**DATA:**
[Start of Attachment]

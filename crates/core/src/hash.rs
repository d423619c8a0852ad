//! Blake3 hashing utilities and the opaque `Hash` type.

use crate::hexfmt;
use serde::{Deserialize, Deserializer, Serialize, Serializer};
use std::fmt;

/// An opaque digest.
///
/// Variable-length on purpose: the genesis block carries the literal bytes
/// `genesis`, and a block awaiting sealing carries its seed material in the
/// hash slot until the consensus engine replaces it with a real digest.
#[derive(Clone, PartialEq, Eq, Hash, Default)]
pub struct Hash(pub Vec<u8>);

impl Hash {
    /// The empty hash (no bytes). Serializes to the empty string.
    pub fn empty() -> Self {
        Self(Vec::new())
    }

    pub fn from_bytes(bytes: impl Into<Vec<u8>>) -> Self {
        Self(bytes.into())
    }

    pub fn as_bytes(&self) -> &[u8] {
        &self.0
    }

    pub fn is_empty(&self) -> bool {
        self.0.is_empty()
    }

    /// Boundary form: `0x`-prefixed hex, or the empty string for no bytes.
    pub fn to_hex(&self) -> String {
        hexfmt::encode(&self.0)
    }

    /// Parse from a hex string, with or without the `0x` prefix.
    pub fn from_hex(s: &str) -> Result<Self, hex::FromHexError> {
        Ok(Self(hexfmt::decode(s)?))
    }
}

impl fmt::Debug for Hash {
    fn fmt(&self, f: &mut fmt::Formatter<'_>) -> fmt::Result {
        write!(f, "Hash({})", self.to_hex())
    }
}

impl fmt::Display for Hash {
    fn fmt(&self, f: &mut fmt::Formatter<'_>) -> fmt::Result {
        write!(f, "{}", self.to_hex())
    }
}

impl AsRef<[u8]> for Hash {
    fn as_ref(&self) -> &[u8] {
        &self.0
    }
}

impl From<Vec<u8>> for Hash {
    fn from(bytes: Vec<u8>) -> Self {
        Self(bytes)
    }
}

impl Serialize for Hash {
    fn serialize<S: Serializer>(&self, serializer: S) -> Result<S::Ok, S::Error> {
        serializer.serialize_str(&self.to_hex())
    }
}

impl<'de> Deserialize<'de> for Hash {
    fn deserialize<D: Deserializer<'de>>(deserializer: D) -> Result<Self, D::Error> {
        let s = String::deserialize(deserializer)?;
        Hash::from_hex(&s).map_err(serde::de::Error::custom)
    }
}

/// Hash arbitrary data using Blake3.
pub fn hash(data: &[u8]) -> Hash {
    Hash(blake3::hash(data).as_bytes().to_vec())
}

/// Hash multiple pieces of data by concatenating them.
pub fn hash_concat(parts: &[&[u8]]) -> Hash {
    let mut hasher = blake3::Hasher::new();
    for part in parts {
        hasher.update(part);
    }
    Hash(hasher.finalize().as_bytes().to_vec())
}

#[cfg(test)]
mod tests {
    use super::*;

    #[test]
    fn test_hash_deterministic() {
        let h1 = hash(b"hello world");
        let h2 = hash(b"hello world");
        assert_eq!(h1, h2);
    }

    #[test]
    fn test_hash_different_inputs() {
        assert_ne!(hash(b"hello"), hash(b"world"));
    }

    #[test]
    fn test_hash_concat() {
        let h1 = hash_concat(&[b"hello", b"world"]);
        let h2 = hash(b"helloworld");
        assert_eq!(h1, h2);
    }

    #[test]
    fn test_hex_roundtrip() {
        let h = hash(b"test data");
        let parsed = Hash::from_hex(&h.to_hex()).unwrap();
        assert_eq!(h, parsed);
    }

    #[test]
    fn test_hex_prefix() {
        let h = hash(b"test");
        assert!(h.to_hex().starts_with("0x"));
        assert_eq!(h.to_hex().len(), 66); // "0x" + 64 hex chars
    }

    #[test]
    fn test_empty_hash_is_empty_string() {
        assert_eq!(Hash::empty().to_hex(), "");
        assert_eq!(Hash::from_hex("").unwrap(), Hash::empty());
    }

    #[test]
    fn test_json_roundtrip() {
        let h = hash(b"abc");
        let json = serde_json::to_string(&h).unwrap();
        assert!(json.starts_with("\"0x"));
        let back: Hash = serde_json::from_str(&json).unwrap();
        assert_eq!(h, back);
    }

    #[test]
    fn test_genesis_literal() {
        let h = Hash::from_bytes(b"genesis".to_vec());
        assert_eq!(h.to_hex(), format!("0x{}", hex::encode(b"genesis")));
    }
}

[End of Attachment]

Read the lines above. Gather those in which the string "hexfmt" is found.

use crate::hexfmt;
        hexfmt::encode(&self.0)
        Ok(Self(hexfmt::decode(s)?))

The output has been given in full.